Brief: Lines from the line with "fn test_config() ->" to the line with "let (failures_tx, failures_rx)" in the entries below, and only those, must be output exactly, with both ends included.

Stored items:
--- START ---
#[cfg(test)]
mod tests {
    use std::collections::VecDeque;
    use std::io::{Error as IoError, ErrorKind};
    use std::sync::{Arc, Mutex};
    use std::time::Duration;

    use async_trait::async_trait;
    use tokio::io::{duplex, AsyncReadExt, AsyncWriteExt, DuplexStream, ReadHalf, WriteHalf};

    use crate::codec;
    use crate::config::{Config, TlsCredentials};
    use crate::error::ErrorStatus;
    use crate::notification::Notification;

    use super::*;

    tokio::task_local! {
        static SCRIPTED: Arc<Mutex<VecDeque<DuplexStream>>>;
    }

    /// A [`Connection`] double backed by pre-scripted [`tokio::io::duplex`]
    /// pairs, one per reconnect, so a test can drive the server side of each
    /// connection attempt directly.
    struct ScriptedConnection(DuplexStream);

    #[async_trait]
    impl Connection for ScriptedConnection {
        type ReadHalf = ReadHalf<DuplexStream>;
        type WriteHalf = WriteHalf<DuplexStream>;

        async fn connect(_config: &Config) -> Result<Self, TransportError> {
            let next = SCRIPTED.with(|queue| queue.lock().unwrap().pop_front());
            match next {
                Some(stream) => Ok(Self(stream)),
                None => Err(TransportError::Connect(IoError::new(
                    ErrorKind::ConnectionRefused,
                    "no scripted connection queued",
                ))),
            }
        }

        fn split(self) -> (Self::ReadHalf, Self::WriteHalf) {
            tokio::io::split(self.0)
        }
    }

    fn test_config() -> Config {
        Config::new(("localhost", 0), TlsCredentials::Pem { cert: Vec::new(), key: Vec::new() })
            .with_buffer_capacity(4)
            .with_connect_backoff(Duration::from_millis(1))
    }

    fn notification(id: u32) -> Notification {
        Notification::new([9u8; 32], b"{}".to_vec()).with_id(id)
    }

    fn error_frame(id: u32, status: u8) -> [u8; codec::ERROR_FRAME_LEN] {
        let id_bytes = id.to_be_bytes();
        [codec::error_command_byte(), status, id_bytes[0], id_bytes[1], id_bytes[2], id_bytes[3]]
    }

    async fn read_enhanced_frame(server: &mut DuplexStream) -> (u32, Vec<u8>) {
        let mut header = [0u8; 1 + 4 + 4 + 2];
        server.read_exact(&mut header).await.unwrap();
        let id = u32::from_be_bytes([header[1], header[2], header[3], header[4]]);
        let mut token = [0u8; 32];
        server.read_exact(&mut token).await.unwrap();
        let mut payload_len = [0u8; 2];
        server.read_exact(&mut payload_len).await.unwrap();
        let mut payload = vec![0u8; u16::from_be_bytes(payload_len) as usize];
        server.read_exact(&mut payload).await.unwrap();
        (id, payload)
    }

    async fn run_scripted<F, Fut>(servers: Vec<DuplexStream>, body: F)
    where
        F: FnOnce(
            mpsc::Sender<Notification>,
            mpsc::Receiver<NotificationResult>,
            mpsc::Receiver<(Notification, EncodingError)>,
            oneshot::Sender<()>,
        ) -> Fut,
        Fut: std::future::Future<Output = ()>,
    {
        let queue = Arc::new(Mutex::new(VecDeque::from(servers)));
        let (submission_tx, submission_rx) = mpsc::channel(1);
        let (failures_tx, failures_rx) = mpsc::channel(8);
        let (encoding_tx, encoding_rx) = mpsc::channel(8);
        let (shutdown_tx, shutdown_rx) = oneshot::channel();
        let resubmit = submission_tx.clone();

        let driver = SCRIPTED.scope(
            queue,
            run::<ScriptedConnection>(test_config(), resubmit, submission_rx, failures_tx, encoding_tx, shutdown_rx),
        );

        tokio::select! {
            _ = driver => {}
            _ = body(submission_tx, failures_rx, encoding_rx, shutdown_tx) => {}
        }
    }

    #[tokio::test]
    async fn happy_path_delivers_without_replay() {
        let (client_side, mut server_side) = duplex(4096);
        run_scripted(vec![client_side], |submissions, _failures, _encoding, shutdown| async move {
            submissions.send(notification(0)).await.unwrap();
            let (id, _payload) = read_enhanced_frame(&mut server_side).await;
            assert_eq!(id, 1, "an unset identifier is assigned starting from 1");
            let _ = shutdown.send(());
        })
        .await;
    }

    #[tokio::test]
    async fn preset_identifier_is_honored_and_advances_counter() {
        let (client_side, mut server_side) = duplex(4096);
        run_scripted(vec![client_side], |submissions, _failures, _encoding, shutdown| async move {
            submissions.send(notification(100)).await.unwrap();
            let (first_id, _) = read_enhanced_frame(&mut server_side).await;
            assert_eq!(first_id, 100);

            submissions.send(notification(0)).await.unwrap();
            let (second_id, _) = read_enhanced_frame(&mut server_side).await;
            assert_eq!(second_id, 101, "auto-assignment resumes above a caller-preset id");

            let _ = shutdown.send(());
        })
        .await;
    }

    #[tokio::test]
    async fn rejection_reports_failure_and_replays_only_the_tail() {
        let (client_a, mut server_a) = duplex(4096);
        let (client_b, mut server_b) = duplex(4096);

        run_scripted(vec![client_a, client_b], |submissions, mut failures, _encoding, shutdown| async move {
            submissions.send(notification(1)).await.unwrap();
            submissions.send(notification(2)).await.unwrap();
            submissions.send(notification(3)).await.unwrap();

            read_enhanced_frame(&mut server_a).await;
            read_enhanced_frame(&mut server_a).await;
            read_enhanced_frame(&mut server_a).await;

            // Reject id 2 and close; id 1 is implicitly acknowledged by
            // preceding the rejected one, id 3 must replay.
            server_a.write_all(&error_frame(2, ErrorStatus::InvalidToken.into())).await.unwrap();
            drop(server_a);

            let result = failures.recv().await.unwrap();
            assert_eq!(result.notification.id, 2);
            assert_eq!(result.error.status, ErrorStatus::InvalidToken);

            let (replayed_id, _) = read_enhanced_frame(&mut server_b).await;
            assert_eq!(replayed_id, 3, "only the tail after the rejected id replays");

            let _ = shutdown.send(());
        })
        .await;
    }

    #[tokio::test]
    async fn transport_drop_replays_the_unacknowledged_entry() {
        let (client_a, mut server_a) = duplex(4096);
        let (client_b, mut server_b) = duplex(4096);

        // APNS never acknowledges a successful write; a notification that
        // was written and then lost to a bare disconnect (no protocol error
        // naming it) must be replayed on reconnect, even at the cost of a
        // possible duplicate delivery.
        run_scripted(vec![client_a, client_b], |submissions, _failures, _encoding, shutdown| async move {
            submissions.send(notification(1)).await.unwrap();
            read_enhanced_frame(&mut server_a).await;

            drop(server_a);

            let (id, _) = read_enhanced_frame(&mut server_b).await;
            assert_eq!(id, 1, "an unacknowledged entry is replayed after a bare transport loss");

            let _ = shutdown.send(());
        })
        .await;
    }

    #[tokio::test]
    async fn burst_beyond_capacity_evicts_oldest_without_losing_new_sends() {
        let (client_side, mut server_side) = duplex(8192);
        run_scripted(vec![client_side], |submissions, _failures, _encoding, shutdown| async move {
            for id in 1..=6u32 {
                submissions.send(notification(id)).await.unwrap();
            }
            let mut seen = Vec::new();
            for _ in 0..6 {
                let (id, _) = read_enhanced_frame(&mut server_side).await;
                seen.push(id);
            }
            assert_eq!(seen, vec![1, 2, 3, 4, 5, 6], "eviction bounds the buffer, not the wire order");
            let _ = shutdown.send(());
        })
        .await;
    }
}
--- END ---
Answer space:
    fn test_config() -> Config {
        Config::new(("localhost", 0), TlsCredentials::Pem { cert: Vec::new(), key: Vec::new() })
            .with_buffer_capacity(4)
            .with_connect_backoff(Duration::from_millis(1))
    }

    fn notification(id: u32) -> Notification {
        Notification::new([9u8; 32], b"{}".to_vec()).with_id(id)
    }

    fn error_frame(id: u32, status: u8) -> [u8; codec::ERROR_FRAME_LEN] {
        let id_bytes = id.to_be_bytes();
        [codec::error_command_byte(), status, id_bytes[0], id_bytes[1], id_bytes[2], id_bytes[3]]
    }

    async fn read_enhanced_frame(server: &mut DuplexStream) -> (u32, Vec<u8>) {
        let mut header = [0u8; 1 + 4 + 4 + 2];
        server.read_exact(&mut header).await.unwrap();
        let id = u32::from_be_bytes([header[1], header[2], header[3], header[4]]);
        let mut token = [0u8; 32];
        server.read_exact(&mut token).await.unwrap();
        let mut payload_len = [0u8; 2];
        server.read_exact(&mut payload_len).await.unwrap();
        let mut payload = vec![0u8; u16::from_be_bytes(payload_len) as usize];
        server.read_exact(&mut payload).await.unwrap();
        (id, payload)
    }

    async fn run_scripted<F, Fut>(servers: Vec<DuplexStream>, body: F)
    where
        F: FnOnce(
            mpsc::Sender<Notification>,
            mpsc::Receiver<NotificationResult>,
            mpsc::Receiver<(Notification, EncodingError)>,
            oneshot::Sender<()>,
        ) -> Fut,
        Fut: std::future::Future<Output = ()>,
    {
        let queue = Arc::new(Mutex::new(VecDeque::from(servers)));
        let (submission_tx, submission_rx) = mpsc::channel(1);
        let (failures_tx, failures_rx) = mpsc::channel(8);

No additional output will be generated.